Aviva Endean Yeah, I guess there was something about working in that world, you know, there was parts of it that I loved, extraordinary music and wonderful instrumentalists and craftspeople. But there’s a sort of preciousness that I got quite tired of. I felt like I would often perform these pieces that I loved and would have spent a really long time practicing. And then you would perform them, usually once, after eight months of rehearsal and, it was almost as though the audience didn’t feel entitled to have an opinion about it. And I kind of really wanted to bypass that: What did you feel? What did it do to you? I was, if anything more interested in what my mum thought about it, or my friend from primary school, because I wanted to know if it meant anything to other people. And I felt like that was really hard to do. And I guess I did have other ways of dealing with that, within the classical music world. Kind of trying to really engage with site-specificity, or like how we worked with lighting or movement or installation elements to kind of give people a way in. But yeah, I guess I kind of just have been going further and further down this path of like, How do I share my experience of curiosity for sound? Or like, a joy in listening with other people? And I’m kind of interested now just in seeing how far you can take that. This handing over of the experience, I suppose. Like a work like A Face Like Yours, is really just going, Hey, have you ever listened to what it sounds like to have earplugs in your ears and play with them? Because that’s more or less how, you know, what I was doing. Or a piece like Space Guitar, which I made with Dale Gorfinkel. A similar idea, stethoscopes attached to elastic strings. And that just came from, I used to have this sun hat that had this elastic string that went around my chin and I would just be going on bushwalks and just playing on either side of my head and thinking, This sounds really cool

Roslyn Oades A hat guitar!

Aviva Endean You know, That sounds really cool, how could you make this something that other people can play with?

Roslyn Oades Yeah, there’s a lot of childlike wonder, isn’t there? In those concepts.

Aviva Endean Yeah. So yeah, I guess I’m kind of wondering like, how far can you go with that? And at the moment, I’m actually making a work, which you came to the creative development of.

Roslyn Oades Ah, Stranger.

Aviva Endean Yes, very early workings of it. But it’s, I guess that’s the work where I’m going, How far can you take this? Could a group of strangers come into a space and collectively be responsible for creating the sound themselves? And I’m really just there as a host, or as a guide. It’s actually up to them to engage with the work and to follow their own curiosity to create the sound.

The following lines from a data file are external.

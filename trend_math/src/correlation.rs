//! Correlation coefficients and their significance
//!
//! Pearson (linear) and Spearman (rank) correlation, each with a
//! two-sided p-value from the Student t approximation with `n - 2`
//! degrees of freedom.

use crate::{MathError, Result};
use serde::{Deserialize, Serialize};
use statrs::distribution::{ContinuousCDF, StudentsT};

/// Minimum number of paired samples for a defined test
pub const MIN_CORRELATION_SAMPLES: usize = 3;

/// A correlation coefficient together with its two-sided p-value
#[derive(Debug, Clone, Copy, PartialEq, Serialize, Deserialize)]
pub struct CorrelationTest {
    pub coefficient: f64,
    pub p_value: f64,
}

impl CorrelationTest {
    /// Both fields `NaN`, used where the test is not defined
    pub fn undefined() -> Self {
        Self {
            coefficient: f64::NAN,
            p_value: f64::NAN,
        }
    }

    pub fn is_defined(&self) -> bool {
        self.coefficient.is_finite()
    }
}

fn check_pair(x: &[f64], y: &[f64]) -> Result<()> {
    if x.len() != y.len() {
        return Err(MathError::InvalidInput(format!(
            "Series lengths differ ({} vs {})",
            x.len(),
            y.len()
        )));
    }
    if x.len() < MIN_CORRELATION_SAMPLES {
        return Err(MathError::InsufficientData(format!(
            "Need at least {} paired samples, got {}",
            MIN_CORRELATION_SAMPLES,
            x.len()
        )));
    }
    if x.iter().chain(y).any(|v| !v.is_finite()) {
        return Err(MathError::InvalidInput(
            "Series contain non-finite values".to_string(),
        ));
    }
    Ok(())
}

fn is_constant(values: &[f64]) -> bool {
    values.iter().all(|v| *v == values[0])
}

/// Pearson product-moment correlation coefficient
pub fn pearson(x: &[f64], y: &[f64]) -> Result<f64> {
    check_pair(x, y)?;
    if is_constant(x) || is_constant(y) {
        return Err(MathError::CalculationError(
            "Correlation is undefined for a constant series".to_string(),
        ));
    }

    let mean_x = crate::mean(x);
    let mean_y = crate::mean(y);

    let mut cov = 0.0;
    let mut var_x = 0.0;
    let mut var_y = 0.0;
    for (xi, yi) in x.iter().zip(y) {
        let dx = xi - mean_x;
        let dy = yi - mean_y;
        cov += dx * dy;
        var_x += dx * dx;
        var_y += dy * dy;
    }

    let denominator = (var_x * var_y).sqrt();
    if denominator <= 0.0 || !denominator.is_finite() {
        return Err(MathError::CalculationError(
            "Correlation denominator vanished".to_string(),
        ));
    }
    Ok((cov / denominator).clamp(-1.0, 1.0))
}

/// Ranks starting at 1, ties receive the average of their positions
pub fn rank(values: &[f64]) -> Vec<f64> {
    let n = values.len();
    let mut indexed: Vec<(usize, f64)> = values.iter().copied().enumerate().collect();
    indexed.sort_by(|a, b| a.1.total_cmp(&b.1));

    let mut ranks = vec![0.0; n];
    let mut i = 0;
    while i < n {
        let mut j = i;
        while j + 1 < n && indexed[j + 1].1 == indexed[i].1 {
            j += 1;
        }
        let avg_rank = (i + j) as f64 / 2.0 + 1.0;
        for entry in &indexed[i..=j] {
            ranks[entry.0] = avg_rank;
        }
        i = j + 1;
    }
    ranks
}

/// Spearman rank correlation coefficient
pub fn spearman(x: &[f64], y: &[f64]) -> Result<f64> {
    check_pair(x, y)?;
    pearson(&rank(x), &rank(y))
}

/// Two-sided p-value for a correlation `r` over `n` samples
pub fn correlation_p_value(r: f64, n: usize) -> Result<f64> {
    if n < MIN_CORRELATION_SAMPLES {
        return Err(MathError::InsufficientData(format!(
            "Need at least {} samples for a p-value, got {}",
            MIN_CORRELATION_SAMPLES, n
        )));
    }
    if !r.is_finite() {
        return Err(MathError::InvalidInput(
            "Correlation coefficient is not finite".to_string(),
        ));
    }
    if r.abs() >= 1.0 {
        return Ok(0.0);
    }

    let df = (n - 2) as f64;
    let t = r * (df / (1.0 - r * r)).sqrt();
    let dist = StudentsT::new(0.0, 1.0, df)
        .map_err(|e| MathError::CalculationError(format!("Student t distribution: {e}")))?;
    let p = 2.0 * (1.0 - dist.cdf(t.abs()));
    Ok(p.clamp(0.0, 1.0))
}

pub fn pearson_test(x: &[f64], y: &[f64]) -> Result<CorrelationTest> {
    let coefficient = pearson(x, y)?;
    Ok(CorrelationTest {
        coefficient,
        p_value: correlation_p_value(coefficient, x.len())?,
    })
}

pub fn spearman_test(x: &[f64], y: &[f64]) -> Result<CorrelationTest> {
    let coefficient = spearman(x, y)?;
    Ok(CorrelationTest {
        coefficient,
        p_value: correlation_p_value(coefficient, x.len())?,
    })
}

#[cfg(test)]
mod tests {
    use super::*;
    use approx::assert_relative_eq;

    #[test]
    fn test_perfect_correlation() {
        let x = [1.0, 2.0, 3.0, 4.0, 5.0];
        let y = [2.0, 4.0, 6.0, 8.0, 10.0];
        let test = pearson_test(&x, &y).unwrap();
        assert_relative_eq!(test.coefficient, 1.0, epsilon = 1e-12);
        assert_eq!(test.p_value, 0.0);

        let reversed: Vec<f64> = y.iter().rev().copied().collect();
        assert_relative_eq!(pearson(&x, &reversed).unwrap(), -1.0, epsilon = 1e-12);
    }

    #[test]
    fn test_spearman_is_rank_based() {
        // Monotone but non-linear
        let x = [1.0, 2.0, 3.0, 4.0, 5.0];
        let y = [1.0, 8.0, 27.0, 64.0, 125.0];
        assert_relative_eq!(spearman(&x, &y).unwrap(), 1.0, epsilon = 1e-12);
        assert!(pearson(&x, &y).unwrap() < 1.0);
    }

    #[test]
    fn test_rank_with_ties() {
        assert_eq!(rank(&[10.0, 20.0, 10.0, 30.0]), vec![1.5, 3.0, 1.5, 4.0]);
    }

    #[test]
    fn test_known_p_value() {
        // r = 0.5 over 10 samples: t = 1.633, df = 8, p ≈ 0.1411
        let p = correlation_p_value(0.5, 10).unwrap();
        assert_relative_eq!(p, 0.1411, epsilon = 1e-3);
    }

    #[test]
    fn test_degenerate_inputs() {
        assert!(matches!(
            pearson(&[1.0, 2.0], &[1.0, 2.0]),
            Err(MathError::InsufficientData(_))
        ));
        assert!(matches!(
            pearson(&[1.0, 1.0, 1.0], &[1.0, 2.0, 3.0]),
            Err(MathError::CalculationError(_))
        ));
        assert!(pearson(&[1.0, 2.0, 3.0], &[1.0, 2.0]).is_err());
        assert!(!CorrelationTest::undefined().is_defined());
    }
}
//! Time series data handling for forecasting

use crate::error::{ForecastError, Result};
use chrono::{DateTime, NaiveDate, TimeZone, Utc};
use rand::rngs::StdRng;
use rand::SeedableRng;
use rand_distr::{Distribution, Normal};
use serde::{Deserialize, Serialize};
use std::fs::File;
use std::io::Read;
use std::path::Path;

/// Ordered sequence of timestamped observations.
///
/// Timestamps are strictly increasing. Gaps are simply absent points and
/// are never interpolated.
#[derive(Debug, Clone, PartialEq, Serialize)]
pub struct TimeSeries {
    timestamps: Vec<DateTime<Utc>>,
    values: Vec<f64>,
}

#[derive(Debug, Deserialize)]
struct CsvRow {
    date: String,
    value: f64,
}

impl TimeSeries {
    /// Create a series from parallel timestamp and value vectors
    pub fn new(timestamps: Vec<DateTime<Utc>>, values: Vec<f64>) -> Result<Self> {
        if timestamps.len() != values.len() {
            return Err(ForecastError::DataError(format!(
                "Timestamps length ({}) doesn't match values length ({})",
                timestamps.len(),
                values.len()
            )));
        }

        if let Some(pos) = timestamps.windows(2).position(|w| w[1] <= w[0]) {
            return Err(ForecastError::DataError(format!(
                "Timestamps must be strictly increasing: {} is followed by {}",
                timestamps[pos],
                timestamps[pos + 1]
            )));
        }

        Ok(Self { timestamps, values })
    }

    /// Create a daily-cadence series starting at `start`
    pub fn from_values(start: DateTime<Utc>, values: Vec<f64>) -> Self {
        let timestamps = (0..values.len())
            .map(|i| start + chrono::Duration::days(i as i64))
            .collect();
        Self { timestamps, values }
    }

    /// Read `date,value` rows with a header line
    pub fn from_csv_reader<R: Read>(reader: R) -> Result<Self> {
        let mut rdr = csv::Reader::from_reader(reader);
        let mut timestamps = Vec::new();
        let mut values = Vec::new();

        for row in rdr.deserialize() {
            let row: CsvRow = row?;
            timestamps.push(parse_timestamp(&row.date)?);
            values.push(row.value);
        }

        Self::new(timestamps, values)
    }

    /// Load a series from a CSV file
    pub fn from_csv<P: AsRef<Path>>(path: P) -> Result<Self> {
        let file = File::open(path)?;
        Self::from_csv_reader(file)
    }

    /// Gaussian reference series drawn from an explicit seed.
    ///
    /// The same seed always yields the same series.
    pub fn synthetic(
        seed: u64,
        start: DateTime<Utc>,
        len: usize,
        mean: f64,
        std_dev: f64,
    ) -> Result<Self> {
        if !(std_dev >= 0.0) || !mean.is_finite() {
            return Err(ForecastError::InvalidParameter(format!(
                "Reference series needs a finite mean and non-negative std_dev, got mean {mean}, std_dev {std_dev}"
            )));
        }
        let normal = Normal::new(mean, std_dev)
            .map_err(|e| ForecastError::InvalidParameter(format!("Normal distribution: {e}")))?;
        let mut rng = StdRng::seed_from_u64(seed);
        let values = (0..len).map(|_| normal.sample(&mut rng)).collect();
        Ok(Self::from_values(start, values))
    }

    pub fn len(&self) -> usize {
        self.values.len()
    }

    pub fn is_empty(&self) -> bool {
        self.values.is_empty()
    }

    pub fn values(&self) -> &[f64] {
        &self.values
    }

    pub fn timestamps(&self) -> &[DateTime<Utc>] {
        &self.timestamps
    }

    pub fn last_timestamp(&self) -> Option<DateTime<Utc>> {
        self.timestamps.last().copied()
    }

    /// Whether any value is NaN or infinite
    pub fn has_non_finite(&self) -> bool {
        self.values.iter().any(|v| !v.is_finite())
    }

    /// Days elapsed since the first observation, per point
    pub fn elapsed_days(&self) -> Vec<f64> {
        match self.timestamps.first() {
            Some(first) => self
                .timestamps
                .iter()
                .map(|t| days_between(*first, *t))
                .collect(),
            None => Vec::new(),
        }
    }
}

/// Fractional days from `from` to `to`
pub(crate) fn days_between(from: DateTime<Utc>, to: DateTime<Utc>) -> f64 {
    (to - from).num_seconds() as f64 / 86_400.0
}

/// Parse `YYYY-MM-DD` or an RFC 3339 timestamp
pub fn parse_timestamp(raw: &str) -> Result<DateTime<Utc>> {
    let raw = raw.trim();
    if let Ok(dt) = DateTime::parse_from_rfc3339(raw) {
        return Ok(dt.with_timezone(&Utc));
    }

    let date = NaiveDate::parse_from_str(raw, "%Y-%m-%d")
        .map_err(|e| ForecastError::DataError(format!("Invalid date '{raw}': {e}")))?;
    let midnight = date
        .and_hms_opt(0, 0, 0)
        .ok_or_else(|| ForecastError::DataError(format!("Invalid date '{raw}'")))?;
    Ok(Utc.from_utc_datetime(&midnight))
}

#[cfg(test)]
mod tests {
    use super::*;

    fn start() -> DateTime<Utc> {
        parse_timestamp("2024-01-01").unwrap()
    }

    #[test]
    fn test_rejects_unordered_timestamps() {
        let t0 = start();
        let result = TimeSeries::new(vec![t0, t0], vec![1.0, 2.0]);
        assert!(matches!(result, Err(ForecastError::DataError(_))));

        let result = TimeSeries::new(vec![t0], vec![1.0, 2.0]);
        assert!(matches!(result, Err(ForecastError::DataError(_))));
    }

    #[test]
    fn test_from_values_is_daily() {
        let series = TimeSeries::from_values(start(), vec![1.0, 2.0, 3.0]);
        assert_eq!(series.len(), 3);
        assert_eq!(series.elapsed_days(), vec![0.0, 1.0, 2.0]);
        assert_eq!(
            series.last_timestamp(),
            Some(parse_timestamp("2024-01-03").unwrap())
        );
    }

    #[test]
    fn test_csv_reader() {
        let csv = "date,value\n2024-01-01,10.5\n2024-01-02,11\n2024-01-04T00:00:00Z,12\n";
        let series = TimeSeries::from_csv_reader(csv.as_bytes()).unwrap();
        assert_eq!(series.values(), &[10.5, 11.0, 12.0]);
        assert_eq!(series.elapsed_days(), vec![0.0, 1.0, 3.0]);

        let bad = "date,value\nnot-a-date,1\n";
        assert!(TimeSeries::from_csv_reader(bad.as_bytes()).is_err());
    }

    #[test]
    fn test_synthetic_is_seeded() {
        let a = TimeSeries::synthetic(42, start(), 50, 50.0, 10.0).unwrap();
        let b = TimeSeries::synthetic(42, start(), 50, 50.0, 10.0).unwrap();
        let c = TimeSeries::synthetic(7, start(), 50, 50.0, 10.0).unwrap();
        assert_eq!(a, b);
        assert_ne!(a.values(), c.values());

        assert!(matches!(
            TimeSeries::synthetic(1, start(), 5, 0.0, -1.0),
            Err(ForecastError::InvalidParameter(_))
        ));
        assert!(TimeSeries::synthetic(1, start(), 5, f64::NAN, 1.0).is_err());
        assert!(TimeSeries::synthetic(1, start(), 5, 3.0, 0.0).is_ok());
    }
}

Roslyn Oades To paint a picture, kind of at the heart of that work was an invitation to walk into a room full of sound-making objects that you were invited to play with and record. And then the things that we, as the participants recorded, were then recomposed, or put together in a composition that we got to hear back at the end. So, we become part of a communal composition. Is that an accurate description of the invitation?

Aviva Endean Yeah, the invitation is basically to collectively generate a sound work. You essentially band together as a temporary collective. A sound-making collective.

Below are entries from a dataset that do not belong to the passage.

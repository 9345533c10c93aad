//! Request and response exchanged with the server in one sync round

use crate::Timed;
use serde::{Deserialize, Serialize};
use std::collections::{BTreeMap, BTreeSet};
use tidesync_types::ServerTime;

/// What the client tells the server
#[derive(Debug, Clone, PartialEq, Eq, Serialize, Deserialize)]
#[serde(bound(
    serialize = "C: Serialize, S: Serialize, A: Serialize",
    deserialize = "C: Ord + Deserialize<'de>, S: Ord + Deserialize<'de>, A: Deserialize<'de>"
))]
pub struct SyncRequest<C, S, A> {
    /// Items to create on the server
    pub new_items: BTreeMap<C, A>,
    /// Items the client holds unchanged, with the time it holds them at
    pub known_items: BTreeMap<S, ServerTime>,
    /// Changed items, with the time the change is based on
    pub known_but_changed_items: BTreeMap<S, Timed<A>>,
    /// Deleted items, with the time the deletion is based on
    pub deleted_items: BTreeMap<S, ServerTime>,
}

impl<C: Ord, S: Ord, A> SyncRequest<C, S, A> {
    /// Request of a client that has nothing at all
    pub const fn empty() -> Self {
        Self {
            new_items: BTreeMap::new(),
            known_items: BTreeMap::new(),
            known_but_changed_items: BTreeMap::new(),
            deleted_items: BTreeMap::new(),
        }
    }

    /// Whether the request carries nothing
    pub fn is_empty(&self) -> bool {
        self.new_items.is_empty()
            && self.known_items.is_empty()
            && self.known_but_changed_items.is_empty()
            && self.deleted_items.is_empty()
    }
}

impl<C: Ord, S: Ord, A> Default for SyncRequest<C, S, A> {
    fn default() -> Self {
        Self::empty()
    }
}

/// Server acknowledgement of a client-created item
#[derive(Debug, Clone, Copy, PartialEq, Eq, Serialize, Deserialize)]
pub struct ClientAddition<S> {
    /// Identifier the server assigned
    pub id: S,
    /// Time of the stored version
    pub time: ServerTime,
}

/// What the server answers
#[derive(Debug, Clone, PartialEq, Eq, Serialize, Deserialize)]
#[serde(bound(
    serialize = "C: Serialize, S: Serialize, A: Serialize",
    deserialize = "C: Ord + Deserialize<'de>, S: Ord + Deserialize<'de>, A: Deserialize<'de>"
))]
pub struct SyncResponse<C, S, A> {
    /// Client additions that were accepted
    pub client_added: BTreeMap<C, ClientAddition<S>>,
    /// Client changes that were accepted, with their new time
    pub client_changed: BTreeMap<S, ServerTime>,
    /// Client deletions that were accepted
    pub client_deleted: BTreeSet<S>,
    /// Items the client did not know about
    pub server_added: BTreeMap<S, Timed<A>>,
    /// Items that changed on the server since the client's known time
    pub server_changed: BTreeMap<S, Timed<A>>,
    /// Items that were deleted on the server
    pub server_deleted: BTreeSet<S>,
    /// Both sides changed the item; carries the server version
    pub conflicts: BTreeMap<S, Timed<A>>,
    /// The client deleted an item the server changed; carries the server version
    pub conflicts_client_deleted: BTreeMap<S, Timed<A>>,
    /// The client changed an item the server deleted
    pub conflicts_server_deleted: BTreeSet<S>,
}

impl<C: Ord, S: Ord, A> SyncResponse<C, S, A> {
    /// Response that changes nothing
    pub const fn empty() -> Self {
        Self {
            client_added: BTreeMap::new(),
            client_changed: BTreeMap::new(),
            client_deleted: BTreeSet::new(),
            server_added: BTreeMap::new(),
            server_changed: BTreeMap::new(),
            server_deleted: BTreeSet::new(),
            conflicts: BTreeMap::new(),
            conflicts_client_deleted: BTreeMap::new(),
            conflicts_server_deleted: BTreeSet::new(),
        }
    }

    /// Number of conflicts of any kind
    pub fn conflict_count(&self) -> usize {
        self.conflicts.len()
            + self.conflicts_client_deleted.len()
            + self.conflicts_server_deleted.len()
    }

    /// Whether the response carries nothing
    pub fn is_empty(&self) -> bool {
        self.client_added.is_empty()
            && self.client_changed.is_empty()
            && self.client_deleted.is_empty()
            && self.server_added.is_empty()
            && self.server_changed.is_empty()
            && self.server_deleted.is_empty()
            && self.conflict_count() == 0
    }
}

impl<C: Ord, S: Ord, A> Default for SyncResponse<C, S, A> {
    fn default() -> Self {
        Self::empty()
    }
}
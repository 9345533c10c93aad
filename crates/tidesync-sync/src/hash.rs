//! Content hashing for change detection
//!
//! A file counts as unchanged when the hash of its current bytes equals the
//! hash recorded at the last sync. This trusts the hash: two different
//! contents with the same 64-bit hash would be taken for the same file. The
//! chance is accepted in exchange for not storing file contents in the
//! metadata; it is a known trade-off, not a defect.
//!
//! Hashing content instead of comparing modification times keeps detection
//! independent of timestamp granularity and clock skew.

use xxhash_rust::xxh3::xxh3_64;

/// Hash of a file's contents as recorded in the metadata
///
/// The same function is used when metadata is written and when files are
/// compared against it. Changing it invalidates every recorded hash and makes
/// every file look modified on the next round.
pub fn content_hash(contents: &[u8]) -> u64 {
    xxh3_64(contents)
}

#[cfg(test)]
mod tests {
    use super::*;
    use proptest::prelude::*;

    proptest! {
        #[test]
        fn test_hash_is_stable(bytes in proptest::collection::vec(any::<u8>(), 0..4096)) {
            prop_assert_eq!(content_hash(&bytes), content_hash(&bytes.clone()));
        }

        #[test]
        fn test_appending_changes_hash_in_practice(
            bytes in proptest::collection::vec(any::<u8>(), 0..1024),
            extra in any::<u8>(),
        ) {
            // Not a law, but a collision here would be a one-in-2^64 event.
            let mut longer = bytes.clone();
            longer.push(extra);
            prop_assert_ne!(content_hash(&bytes), content_hash(&longer));
        }
    }

    #[test]
    fn test_known_values() {
        assert_eq!(content_hash(b""), content_hash(&[]));
        assert_ne!(content_hash(b"hello"), content_hash(b"hello\n"));
    }
}
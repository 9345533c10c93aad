//! Three-way client/server merge primitive for TideSync
//!
//! The client keeps its items in a four-way partitioned [`ClientStore`]. One
//! sync round is:
//!
//! 1. [`make_sync_request`] turns the store into a [`SyncRequest`],
//! 2. the server answers with a [`SyncResponse`],
//! 3. [`merge_sync_response_from_server`] folds the answer back into the store.
//!
//! The store is generic over the client-local key `C`, the server id `S` and
//! the payload `A`, so the same rules serve any item type.
//!
//! # Examples
//!
//! ```rust
//! use tidesync_merge::{make_sync_request, merge_sync_response_from_server, ClientStore, SyncResponse};
//!
//! let store: ClientStore<u64, u64, String> =
//!     ClientStore::empty().with_item_added(0, "hello".to_string());
//! let request = make_sync_request(&store);
//! assert_eq!(request.new_items.len(), 1);
//!
//! let unchanged = merge_sync_response_from_server(store.clone(), SyncResponse::empty());
//! assert_eq!(unchanged, store);
//! ```

#![deny(missing_docs)]
#![warn(clippy::all, clippy::pedantic, clippy::nursery)]
#![allow(clippy::module_name_repetitions)]

pub mod merge;
pub mod protocol;
pub mod store;

pub use merge::{make_sync_request, merge_sync_response_from_server};
pub use protocol::{ClientAddition, SyncRequest, SyncResponse};
pub use store::{ClientStore, Timed};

Roslyn Oades Mmm… I wanted to ask, is community-building part of what you’re interested in?

Aviva Endean Yeah, I think that there already is a community. There’s actually an extraordinary community around experimental music practice. And-

Roslyn Oades I guess, I’m referring more to your participants… When you’re inviting participants who may not be part of an experimental practice they’re just, you know, someone that’s been invited along. And you, you’re inviting people into the room, like you said before, people that you may not know anything about classical music, or in this case, experimental forms, like, is something you’re trying to build in the room, about community?

Aviva Endean Yeah, well, I think it is. And it’s actually, kind of, the central idea of this work, Stranger, which is coming up. It’s trying to give a bit of a sense of something that I feel like I’ve experienced a lot in my life. The sort of generosity of that outsider position or that stranger position, and actually how, sometimes when you clearly don’t know anything about, say, the culture of someone’s home or their culture of, you know, a language or a particular scene, that it can elicit this extraordinary generosity from the host. So that rather than kind of going, Oh, you’re not one of us, you don’t know. They kind of go, Oh, you don’t know, come in, let us show you. Because we want you to join in and we want you to have a good time. And actually, it’s good for us if you have a good time as well. And I guess I feel like that’s something I have got to experience quite a lot as a musician. Also, as a touring musician, you know, where you find yourself in these extraordinary places and situations. And, yeah, I definitely feel like my life has been so much richer for those experiences. So, I suppose I feel like the experimental music world, like that is my culture and that is the thing that I want to share with people. Like that curiosity and that opening out of practice, to go, Oh you, you know, you can engage with this too. It’s, in many ways, really simple. It’s following your interest and following what you’re hearing. That’s kind of what we’re all doing. At the same time, I don’t want to discount the fact that it’s also extremely complex. Stranger is also bringing into the work quite a range of different other artists who are collaborating with me who have extremely developed beautiful, lifelong practices that they’re generously also sharing. Carolyn Connors and Dale Gorfinkel, Clinton Green and Laura Altman, who have shared these installations, which are kind of part of their improvised music practice, and very generously tried to think of ways that they could modify them so that they become instruments that anybody can play.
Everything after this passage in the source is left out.